── INFORMATION PROVIDED ──

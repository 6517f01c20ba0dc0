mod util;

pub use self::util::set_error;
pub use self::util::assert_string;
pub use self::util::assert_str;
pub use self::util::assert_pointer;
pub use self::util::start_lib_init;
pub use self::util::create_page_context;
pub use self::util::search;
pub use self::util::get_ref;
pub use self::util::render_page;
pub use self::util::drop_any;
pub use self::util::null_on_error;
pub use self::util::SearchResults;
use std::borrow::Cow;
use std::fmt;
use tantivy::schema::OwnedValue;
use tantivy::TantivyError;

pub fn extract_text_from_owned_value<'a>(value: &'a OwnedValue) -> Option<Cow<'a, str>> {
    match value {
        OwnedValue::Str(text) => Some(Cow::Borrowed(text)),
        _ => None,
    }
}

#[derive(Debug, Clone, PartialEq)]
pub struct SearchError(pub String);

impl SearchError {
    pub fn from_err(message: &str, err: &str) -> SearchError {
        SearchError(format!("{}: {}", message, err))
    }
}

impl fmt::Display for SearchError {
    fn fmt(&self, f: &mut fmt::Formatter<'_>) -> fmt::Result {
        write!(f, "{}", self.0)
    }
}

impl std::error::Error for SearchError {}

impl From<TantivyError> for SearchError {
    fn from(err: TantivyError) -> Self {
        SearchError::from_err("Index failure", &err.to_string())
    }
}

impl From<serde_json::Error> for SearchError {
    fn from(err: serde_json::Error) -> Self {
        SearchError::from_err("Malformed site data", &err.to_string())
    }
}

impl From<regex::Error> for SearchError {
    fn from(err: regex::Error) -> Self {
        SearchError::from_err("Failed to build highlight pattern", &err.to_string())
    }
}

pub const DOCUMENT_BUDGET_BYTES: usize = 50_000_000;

───

*TASK TO CARRY OUT:* Reproduce the listing above word for word.

*WRITTEN REPLY:*
repository 6517f01c20ba0dc0
mod util;

pub use self::util::set_error;
pub use self::util::assert_string;
pub use self::util::assert_str;
pub use self::util::assert_pointer;
pub use self::util::start_lib_init;
pub use self::util::create_page_context;
pub use self::util::search;
pub use self::util::get_ref;
pub use self::util::render_page;
pub use self::util::drop_any;
pub use self::util::null_on_error;
pub use self::util::SearchResults;
use std::borrow::Cow;
use std::fmt;
use tantivy::schema::OwnedValue;
use tantivy::TantivyError;

pub fn extract_text_from_owned_value<'a>(value: &'a OwnedValue) -> Option<Cow<'a, str>> {
    match value {
        OwnedValue::Str(text) => Some(Cow::Borrowed(text)),
        _ => None,
    }
}

#[derive(Debug, Clone, PartialEq)]
pub struct SearchError(pub String);

impl SearchError {
    pub fn from_err(message: &str, err: &str) -> SearchError {
        SearchError(format!("{}: {}", message, err))
    }
}

impl fmt::Display for SearchError {
    fn fmt(&self, f: &mut fmt::Formatter<'_>) -> fmt::Result {
        write!(f, "{}", self.0)
    }
}

impl std::error::Error for SearchError {}

impl From<TantivyError> for SearchError {
    fn from(err: TantivyError) -> Self {
        SearchError::from_err("Index failure", &err.to_string())
    }
}

impl From<serde_json::Error> for SearchError {
    fn from(err: serde_json::Error) -> Self {
        SearchError::from_err("Malformed site data", &err.to_string())
    }
}

impl From<regex::Error> for SearchError {
    fn from(err: regex::Error) -> Self {
        SearchError::from_err("Failed to build highlight pattern", &err.to_string())
    }
}

pub const DOCUMENT_BUDGET_BYTES: usize = 50_000_000;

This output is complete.